**WHAT IS NEEDED:** Search the entries for the word "models" and report each line that has it.

Collected data:
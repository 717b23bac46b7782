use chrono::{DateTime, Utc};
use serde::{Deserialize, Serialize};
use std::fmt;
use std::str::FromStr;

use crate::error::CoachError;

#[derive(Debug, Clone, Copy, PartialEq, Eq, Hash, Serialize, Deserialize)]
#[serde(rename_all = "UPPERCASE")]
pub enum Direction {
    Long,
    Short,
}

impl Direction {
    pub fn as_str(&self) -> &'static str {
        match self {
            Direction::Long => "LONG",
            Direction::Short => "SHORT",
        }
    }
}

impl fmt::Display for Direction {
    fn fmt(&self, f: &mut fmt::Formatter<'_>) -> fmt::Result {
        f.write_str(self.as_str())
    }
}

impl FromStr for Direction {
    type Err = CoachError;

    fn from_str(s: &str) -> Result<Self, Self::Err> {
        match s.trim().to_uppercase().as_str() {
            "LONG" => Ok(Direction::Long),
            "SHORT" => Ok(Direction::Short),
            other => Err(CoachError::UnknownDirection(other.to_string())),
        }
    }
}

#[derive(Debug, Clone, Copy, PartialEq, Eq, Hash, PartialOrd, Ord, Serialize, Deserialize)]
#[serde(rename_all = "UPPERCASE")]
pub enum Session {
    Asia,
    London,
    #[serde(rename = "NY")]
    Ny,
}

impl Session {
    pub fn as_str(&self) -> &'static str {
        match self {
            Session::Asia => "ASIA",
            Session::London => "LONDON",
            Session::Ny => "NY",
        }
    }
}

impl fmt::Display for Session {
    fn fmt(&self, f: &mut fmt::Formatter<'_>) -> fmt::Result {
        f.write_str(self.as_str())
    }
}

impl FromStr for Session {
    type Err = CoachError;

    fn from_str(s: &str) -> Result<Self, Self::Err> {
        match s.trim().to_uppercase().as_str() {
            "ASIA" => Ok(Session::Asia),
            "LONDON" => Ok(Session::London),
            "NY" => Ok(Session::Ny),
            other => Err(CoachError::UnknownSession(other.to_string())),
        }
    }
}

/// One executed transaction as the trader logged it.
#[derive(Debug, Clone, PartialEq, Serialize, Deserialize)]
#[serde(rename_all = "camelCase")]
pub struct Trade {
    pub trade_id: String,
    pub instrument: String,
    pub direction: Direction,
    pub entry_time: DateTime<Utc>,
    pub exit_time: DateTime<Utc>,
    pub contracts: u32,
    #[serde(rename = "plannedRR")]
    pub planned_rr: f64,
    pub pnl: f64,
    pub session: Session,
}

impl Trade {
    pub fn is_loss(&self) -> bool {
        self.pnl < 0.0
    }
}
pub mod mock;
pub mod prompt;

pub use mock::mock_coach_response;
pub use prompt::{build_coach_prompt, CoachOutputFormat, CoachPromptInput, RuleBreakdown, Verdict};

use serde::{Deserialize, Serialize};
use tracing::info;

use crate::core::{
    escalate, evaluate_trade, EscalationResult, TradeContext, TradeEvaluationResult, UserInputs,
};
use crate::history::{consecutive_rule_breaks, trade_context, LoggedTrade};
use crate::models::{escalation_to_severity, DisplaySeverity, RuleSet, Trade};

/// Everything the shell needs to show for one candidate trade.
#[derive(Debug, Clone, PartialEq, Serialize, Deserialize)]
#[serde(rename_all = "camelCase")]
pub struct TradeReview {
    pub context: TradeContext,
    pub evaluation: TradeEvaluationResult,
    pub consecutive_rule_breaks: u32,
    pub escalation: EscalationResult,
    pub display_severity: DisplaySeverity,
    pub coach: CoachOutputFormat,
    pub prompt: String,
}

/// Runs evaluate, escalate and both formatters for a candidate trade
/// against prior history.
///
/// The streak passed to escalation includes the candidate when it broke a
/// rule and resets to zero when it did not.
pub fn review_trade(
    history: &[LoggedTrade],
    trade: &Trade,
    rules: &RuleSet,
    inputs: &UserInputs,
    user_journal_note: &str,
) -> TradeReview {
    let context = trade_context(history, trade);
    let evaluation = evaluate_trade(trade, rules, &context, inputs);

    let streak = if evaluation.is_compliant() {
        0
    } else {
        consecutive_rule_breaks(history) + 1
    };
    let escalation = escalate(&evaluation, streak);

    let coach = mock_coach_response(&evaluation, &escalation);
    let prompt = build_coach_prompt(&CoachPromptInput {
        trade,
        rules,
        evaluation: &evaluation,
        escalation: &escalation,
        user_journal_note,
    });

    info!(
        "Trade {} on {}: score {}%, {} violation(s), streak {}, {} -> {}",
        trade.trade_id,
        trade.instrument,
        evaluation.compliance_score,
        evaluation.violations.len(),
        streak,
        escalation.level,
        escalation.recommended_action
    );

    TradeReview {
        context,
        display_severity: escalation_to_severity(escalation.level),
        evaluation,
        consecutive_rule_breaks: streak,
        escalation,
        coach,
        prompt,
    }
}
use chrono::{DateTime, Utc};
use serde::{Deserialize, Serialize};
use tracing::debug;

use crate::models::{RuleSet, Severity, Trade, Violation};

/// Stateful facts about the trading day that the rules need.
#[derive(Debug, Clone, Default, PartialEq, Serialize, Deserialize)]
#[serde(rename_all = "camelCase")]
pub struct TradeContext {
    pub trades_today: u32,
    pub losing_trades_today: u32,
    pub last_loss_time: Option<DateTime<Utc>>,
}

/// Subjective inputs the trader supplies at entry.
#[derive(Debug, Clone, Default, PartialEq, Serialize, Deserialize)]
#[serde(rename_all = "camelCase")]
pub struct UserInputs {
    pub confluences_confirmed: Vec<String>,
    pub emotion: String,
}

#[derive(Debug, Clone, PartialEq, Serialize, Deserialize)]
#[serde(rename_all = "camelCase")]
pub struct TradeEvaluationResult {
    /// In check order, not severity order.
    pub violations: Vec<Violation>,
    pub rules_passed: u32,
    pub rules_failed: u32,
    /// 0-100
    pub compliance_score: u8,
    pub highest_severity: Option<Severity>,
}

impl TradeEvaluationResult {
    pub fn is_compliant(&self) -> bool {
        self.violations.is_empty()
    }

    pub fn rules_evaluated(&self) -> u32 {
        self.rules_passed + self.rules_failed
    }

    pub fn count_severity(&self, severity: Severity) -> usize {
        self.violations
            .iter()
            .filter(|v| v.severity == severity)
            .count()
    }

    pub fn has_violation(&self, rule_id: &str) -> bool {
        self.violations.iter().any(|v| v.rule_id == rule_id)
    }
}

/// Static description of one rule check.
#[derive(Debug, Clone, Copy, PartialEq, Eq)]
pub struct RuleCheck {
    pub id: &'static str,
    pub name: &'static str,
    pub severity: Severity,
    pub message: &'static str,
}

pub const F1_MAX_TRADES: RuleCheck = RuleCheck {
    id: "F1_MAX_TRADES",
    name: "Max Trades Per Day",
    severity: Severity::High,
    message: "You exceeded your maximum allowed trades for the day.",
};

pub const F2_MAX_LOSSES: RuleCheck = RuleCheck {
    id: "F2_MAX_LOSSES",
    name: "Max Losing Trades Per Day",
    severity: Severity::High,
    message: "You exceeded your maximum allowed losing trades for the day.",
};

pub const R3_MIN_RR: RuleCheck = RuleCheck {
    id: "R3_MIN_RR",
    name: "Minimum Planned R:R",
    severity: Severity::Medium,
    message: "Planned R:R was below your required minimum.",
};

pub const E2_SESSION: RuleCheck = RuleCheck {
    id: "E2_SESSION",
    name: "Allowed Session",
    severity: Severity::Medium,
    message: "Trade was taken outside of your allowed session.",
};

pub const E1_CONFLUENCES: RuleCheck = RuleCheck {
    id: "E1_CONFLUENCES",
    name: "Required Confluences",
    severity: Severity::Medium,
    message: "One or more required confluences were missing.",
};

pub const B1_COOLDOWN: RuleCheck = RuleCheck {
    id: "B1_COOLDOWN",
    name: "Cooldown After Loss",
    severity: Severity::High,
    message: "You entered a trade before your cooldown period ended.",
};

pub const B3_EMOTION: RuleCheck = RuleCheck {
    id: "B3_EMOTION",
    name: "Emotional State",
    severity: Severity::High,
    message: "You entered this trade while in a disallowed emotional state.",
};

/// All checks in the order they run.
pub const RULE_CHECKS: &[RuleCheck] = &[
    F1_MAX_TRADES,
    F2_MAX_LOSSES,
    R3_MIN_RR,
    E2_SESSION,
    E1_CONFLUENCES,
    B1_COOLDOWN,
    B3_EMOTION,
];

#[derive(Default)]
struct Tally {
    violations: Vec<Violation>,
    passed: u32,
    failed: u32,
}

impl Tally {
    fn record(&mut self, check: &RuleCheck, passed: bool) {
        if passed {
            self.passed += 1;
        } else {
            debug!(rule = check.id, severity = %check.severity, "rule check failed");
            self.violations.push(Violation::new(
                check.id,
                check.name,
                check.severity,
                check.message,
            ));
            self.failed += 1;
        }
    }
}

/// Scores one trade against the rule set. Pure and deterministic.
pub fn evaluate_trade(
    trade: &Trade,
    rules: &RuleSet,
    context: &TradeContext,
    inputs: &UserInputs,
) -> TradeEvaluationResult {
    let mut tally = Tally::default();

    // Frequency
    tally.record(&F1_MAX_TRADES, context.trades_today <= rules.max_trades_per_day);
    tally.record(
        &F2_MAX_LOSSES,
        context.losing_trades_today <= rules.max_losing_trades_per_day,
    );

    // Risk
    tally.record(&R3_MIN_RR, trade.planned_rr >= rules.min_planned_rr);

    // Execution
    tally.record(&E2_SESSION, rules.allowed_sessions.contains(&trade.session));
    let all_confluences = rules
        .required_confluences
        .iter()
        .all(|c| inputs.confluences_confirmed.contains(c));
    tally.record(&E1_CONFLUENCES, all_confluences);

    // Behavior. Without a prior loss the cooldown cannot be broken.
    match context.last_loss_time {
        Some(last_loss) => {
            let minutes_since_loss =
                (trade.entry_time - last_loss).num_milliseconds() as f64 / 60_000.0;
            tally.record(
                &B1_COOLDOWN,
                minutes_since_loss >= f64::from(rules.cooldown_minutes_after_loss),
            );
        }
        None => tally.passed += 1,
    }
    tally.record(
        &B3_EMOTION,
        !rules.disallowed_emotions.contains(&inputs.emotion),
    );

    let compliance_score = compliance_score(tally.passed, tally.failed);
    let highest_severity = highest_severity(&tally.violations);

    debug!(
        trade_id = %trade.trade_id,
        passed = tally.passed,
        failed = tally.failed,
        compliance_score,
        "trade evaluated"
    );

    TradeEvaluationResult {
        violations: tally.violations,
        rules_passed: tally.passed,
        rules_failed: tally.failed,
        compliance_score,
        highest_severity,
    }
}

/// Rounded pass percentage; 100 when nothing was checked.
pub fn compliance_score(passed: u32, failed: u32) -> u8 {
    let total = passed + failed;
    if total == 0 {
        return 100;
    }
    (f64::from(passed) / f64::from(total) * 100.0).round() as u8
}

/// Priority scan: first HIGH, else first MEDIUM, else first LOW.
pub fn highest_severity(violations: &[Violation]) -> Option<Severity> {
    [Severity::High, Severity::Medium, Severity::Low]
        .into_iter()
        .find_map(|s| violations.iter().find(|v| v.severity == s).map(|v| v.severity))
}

**RESPONSE BOX:**
use crate::models::{escalation_to_severity, DisplaySeverity, RuleSet, Trade};
use crate::models::{RuleSet, Severity, Trade, Violation};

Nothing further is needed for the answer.